Previous approaches have developed, or exploited, available Cre recombinase driver mice to confer tissue-specific expression of fluorescent markers or optogenetic sensors downstream of LoxP-STOP-LoxP sequences (Madisen et al., 2010; Zariwala et al., 2012). While this genetic strategy has the advantage of using previously characterized Cre lines and strong promoter sequences to drive optogenetic protein expression, there are several important drawbacks to this approach. These include variable penetration of the Cre-mediated recombination at LoxP sites within the target cells, limited specificity of non-BAC Cre promoters (Madisen et al., 2010), and the inefficient process of producing biallelic mice for experiments. The latter drawback excludes, for practical purposes, one of the most important advantages of the use of optogenetic mice – crosses with genetic strains or mutant lines that mimic human disease. The use of Cre/Lox approaches for such experiments requires complicated and inefficient breeding strategies. An additional drawback of a Cre/Lox approach relates to the requirement for constant, high transcriptional throughput in order to achieve sufficient optical sensitivity and observable fluorescent intensity. Reported optogenetic responder lines are often driven by non-specific minimal promoters and may not have sufficient transcriptional strength in all lineages sufficient for real-time optical experiments. The strains reported here provide direct, high-level tissue-specific expression of optogenetic proteins and enable simple mating strategies for the development of biallelic mice. Each line has been analyzed for expression and lines with off-target or low levels of expression have been eliminated, and each line has been bred for multiple generations.

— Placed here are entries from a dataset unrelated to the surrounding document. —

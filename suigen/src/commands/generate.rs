use std::path::PathBuf;

use clap::Args;
use eyre::Result;

use super::{ConfigArgs, UnwrapOrExit};
use crate::{
    ops::{self, GenerateOptions, load::snapshot_dir},
    reports::{Report, TerminalOutput},
};

#[derive(Args)]
pub struct GenerateCommand {
    #[command(flatten)]
    pub config: ConfigArgs,

    /// Output directory (defaults to generator.output)
    #[arg(short, long)]
    pub output: Option<PathBuf>,

    /// Preview generated code without writing to disk
    #[arg(long)]
    pub dry_run: bool,
}

impl GenerateCommand {
    /// Run the generate command
    pub fn run(&self) -> Result<()> {
        let file = self.config.open();
        let loaded = ops::load_packages(
            file.manifest(),
            self.config.network.as_deref(),
            &snapshot_dir(&file),
        )
        .unwrap_or_exit();

        let output_dir = ops::load::output_dir(&file, self.output.as_deref());
        let network = loaded.network.clone();
        let report = ops::generate(
            loaded.into_named(),
            GenerateOptions {
                output_dir: &output_dir,
                dry_run: self.dry_run,
                network: network.as_deref(),
            },
        )?;

        report.render(&mut TerminalOutput::new());
        Ok(())
    }
}
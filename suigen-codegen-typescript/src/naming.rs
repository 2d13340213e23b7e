//! Generated identifier names.
//!
//! Every exported TypeScript name is derived here from schema names through
//! [`to_camel_case`] / [`to_pascal_case`], so the same schema name always
//! produces the same identifier.

use suigen_core::{to_camel_case, to_pascal_case};

/// `{Module}{Struct}Type`, e.g. `counter` + `Counter` -> `CounterCounterType`.
pub fn interface_name(module: &str, name: &str) -> String {
    format!("{}{}Type", to_pascal_case(module), to_pascal_case(name))
}

/// Type guard name: `is{Interface}`.
pub fn guard_name(module: &str, name: &str) -> String {
    format!("is{}", interface_name(module, name))
}

/// Parse function name: `parse{Interface}`.
pub fn parse_name(module: &str, name: &str) -> String {
    format!("parse{}", interface_name(module, name))
}

/// Embedded schema constant: `{package}Abi`.
pub fn abi_const_name(package: &str) -> String {
    format!("{}Abi", to_camel_case(package))
}

/// Type alias for the embedded schema: `{Package}Modules`.
pub fn modules_type_name(package: &str) -> String {
    format!("{}Modules", to_pascal_case(package))
}

/// Call-builder table: `{package}Package`.
pub fn package_const_name(package: &str) -> String {
    format!("{}Package", to_camel_case(package))
}

/// Caller-supplied table fetch capability: `{Package}TableContentsFetcher`.
pub fn fetcher_type_name(package: &str) -> String {
    format!("{}TableContentsFetcher", to_pascal_case(package))
}

/// Module specifier of a package's bindings, relative to the index.
pub fn abi_module_path(package: &str) -> String {
    format!("./{}.abi", package)
}

/// File name of a package's bindings.
pub fn abi_file_name(package: &str) -> String {
    format!("{}.abi.ts", package)
}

On the other hand, the lines reported here result from the random integration of large DNA elements into the mouse genome in a stable manner, whereas many (but not all) Cre-driver and LoxP flanked responder lines result from targeted integration within a known locus. Thus a drawback of CHROMus lines is the unknown site of integration, which could result in integration site-dependent effects on the transcription of other genes, or impact the transcriptional fidelity of the inserted optogenetic cDNA due to positional effects. While we have verified the insertion of BAC or cDNA sequences in these lines, and confirmed the viable breeding of the reported lines, these effects cannot be completely known and thus the lines should be used where they provide functional value, but may not be useful in all circumstances. One example is the SftpcBAC-GCaMP8 line, which expresses the GCaMP8 protein in type II alveolar cells, but a subset of type II cells did not express the reporter protein. Also, we noted a lack of X-gal staining in the central nervous system of Hcn4BAC-CatCh mice, but this expression pattern has been previously reported for HCN4 mRNA and protein (Kouranova et al., 2008). Finally, we note that laser stimulation of the left ventricle in the Hcn4BAC-CatCh mouse failed to induce pacing.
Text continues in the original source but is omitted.